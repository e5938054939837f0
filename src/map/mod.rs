mod compositor;
mod systems;
mod tooltip;

pub use compositor::*;
pub use systems::*;
pub use tooltip::*;

use crate::model::MapSnapshot;
use bevy::prelude::*;

/// Plugin for the world map view
pub struct MapViewPlugin;

impl Plugin for MapViewPlugin {
    fn build(&self, app: &mut App) {
        app.add_message::<RedrawMap>()
            .add_systems(Startup, setup_tooltip)
            .add_systems(Update, rebuild_map_view);
    }
}

/// Replace the rendered map with a new snapshot
#[derive(Message, Debug, Clone)]
pub struct RedrawMap(pub MapSnapshot);

/// Marker component for the scroll container holding the map
#[derive(Component)]
pub struct MapContent;

/// Marker component for dynamically spawned map tiles
#[derive(Component)]
pub struct MapTile;
use super::{spawn_scroll_view, ControlPanel, FrameLayout, GridDimensions, MapPanel};
use crate::config::RendererConfig;
use crate::controls::{MessageArea, MovePad, OtherActions};
use crate::map::{MapContent, RedrawMap};
use bevy::ecs::hierarchy::ChildSpawnerCommands;
use bevy::prelude::*;
use bevy::window::{Monitor, PrimaryMonitor, PrimaryWindow};

const PANEL_BACKGROUND: Color = Color::srgb(0.1, 0.1, 0.12);
const SECTION_BORDER: Color = Color::srgb(0.25, 0.25, 0.3);

/// Titles and maximizes the window, then spawns the camera and the root frame
pub fn setup_frame(
    mut commands: Commands,
    config: Res<RendererConfig>,
    mut window: Single<&mut Window, With<PrimaryWindow>>,
) {
    window.title.clone_from(&config.window_title);
    window.set_maximized(true);

    commands.spawn(Camera2d);

    commands
        .spawn(Node {
            width: Val::Percent(100.0),
            height: Val::Percent(100.0),
            flex_direction: FlexDirection::Row,
            ..default()
        })
        .with_children(|root| {
            // Left: the map, scrollable in both directions
            root.spawn((
                MapPanel,
                Node {
                    width: Val::Px(0.0),
                    height: Val::Percent(100.0),
                    flex_shrink: 0.0,
                    ..default()
                },
            ))
            .with_children(|panel| {
                spawn_scroll_view(
                    panel,
                    fill(),
                    (
                        MapContent,
                        Node {
                            flex_shrink: 0.0,
                            align_items: AlignItems::Start,
                            ..default()
                        },
                    ),
                );
            });

            // Right: messages, move pad and other commands in three equal rows
            root.spawn((
                ControlPanel,
                Node {
                    width: Val::Px(config.controls_width as f32),
                    height: Val::Percent(100.0),
                    flex_shrink: 0.0,
                    display: Display::Grid,
                    grid_template_columns: vec![GridTrack::flex(1.0)],
                    grid_template_rows: RepeatedGridTrack::flex(3, 1.0),
                    ..default()
                },
                BackgroundColor(PANEL_BACKGROUND),
            ))
            .with_children(|panel| {
                spawn_section(
                    panel,
                    MessageArea,
                    Node {
                        flex_direction: FlexDirection::Column,
                        justify_content: JustifyContent::Center,
                        align_items: AlignItems::Center,
                        min_height: Val::Percent(100.0),
                        ..default()
                    },
                );
                spawn_section(
                    panel,
                    MovePad,
                    Node {
                        display: Display::Grid,
                        width: Val::Percent(100.0),
                        height: Val::Percent(100.0),
                        grid_template_columns: RepeatedGridTrack::flex(3, 1.0),
                        grid_template_rows: RepeatedGridTrack::flex(3, 1.0),
                        column_gap: Val::Px(4.0),
                        row_gap: Val::Px(4.0),
                        ..default()
                    },
                );
                spawn_section(
                    panel,
                    OtherActions,
                    Node {
                        flex_direction: FlexDirection::Column,
                        width: Val::Percent(100.0),
                        row_gap: Val::Px(4.0),
                        ..default()
                    },
                );
            });
        });

    info!("Frame ready: {}", config.window_title);
}

/// One of the three control rows: a bordered scroll view around the content node
fn spawn_section(parent: &mut ChildSpawnerCommands, marker: impl Bundle, content: Node) {
    parent
        .spawn((
            Node {
                min_height: Val::Px(0.0),
                padding: UiRect::all(Val::Px(6.0)),
                border: UiRect::bottom(Val::Px(1.0)),
                ..default()
            },
            BorderColor::all(SECTION_BORDER),
        ))
        .with_children(|section| {
            spawn_scroll_view(section, fill(), (marker, content));
        });
}

fn fill() -> Node {
    Node {
        width: Val::Percent(100.0),
        height: Val::Percent(100.0),
        min_height: Val::Px(0.0),
        ..default()
    }
}

/// Remembers the size of the latest map
pub fn track_grid_dimensions(
    mut redraws: MessageReader<RedrawMap>,
    mut dimensions: ResMut<GridDimensions>,
) {
    if let Some(RedrawMap(snapshot)) = redraws.read().last() {
        let latest = GridDimensions {
            columns: snapshot.width,
            rows: snapshot.height,
        };
        // Avoid change detection when the size is unchanged
        dimensions.set_if_neq(latest);
    }
}

/// Splits the window width between map and controls
pub fn apply_frame_layout(
    window: Single<&Window, With<PrimaryWindow>>,
    config: Res<RendererConfig>,
    dimensions: Res<GridDimensions>,
    mut map_panel: Single<&mut Node, (With<MapPanel>, Without<ControlPanel>)>,
    mut control_panel: Single<&mut Node, (With<ControlPanel>, Without<MapPanel>)>,
) {
    let (map_width, map_height) = dimensions.pixel_size(config.tile_size);
    let layout = FrameLayout::compute(
        window.width() as u32,
        window.height() as u32,
        map_width,
        map_height,
        config.controls_width,
    );

    let map = Val::Px(layout.map_width as f32);
    if map_panel.width != map {
        map_panel.width = map;
    }

    let controls = Val::Px(layout.controls_width as f32);
    if control_panel.width != controls {
        control_panel.width = controls;
    }
}

/// Shrinks the window to the map height when the monitor is taller than the map.
/// Runs again whenever the map size changes.
pub fn clamp_window_height(
    mut window: Single<&mut Window, With<PrimaryWindow>>,
    monitor: Option<Single<&Monitor, With<PrimaryMonitor>>>,
    config: Res<RendererConfig>,
    dimensions: Res<GridDimensions>,
    mut applied: Local<Option<GridDimensions>>,
) {
    if dimensions.is_empty() || *applied == Some(*dimensions) {
        return;
    }
    // The primary monitor shows up a few frames after startup
    let Some(monitor) = monitor else {
        return;
    };

    let scale = monitor.scale_factor as f32;
    let screen_width = (monitor.physical_width as f32 / scale) as u32;
    let screen_height = (monitor.physical_height as f32 / scale) as u32;
    let (map_width, map_height) = dimensions.pixel_size(config.tile_size);
    let layout = FrameLayout::compute(
        screen_width,
        screen_height,
        map_width,
        map_height,
        config.controls_width,
    );

    if let Some(height) = layout.window_height {
        window.set_maximized(false);
        window
            .resolution
            .set(screen_width as f32, height as f32);
        info!("Window height clamped to {}px", height);
    } else {
        window.set_maximized(true);
    }

    *applied = Some(*dimensions);
}
pub mod snapshot;
pub mod types;

// Re-export commonly used items
pub use snapshot::{CellSnapshot, MapSnapshot};
pub use types::{Action, ActionKind, CompassBearing, GridEntity, GridModel, Location};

WORK INSTRUCTION
From the entries above, extract every line where the word "parent" appears.

RESPONSE TO THE TASK
fn spawn_section(parent: &mut ChildSpawnerCommands, marker: impl Bundle, content: Node) {
    parent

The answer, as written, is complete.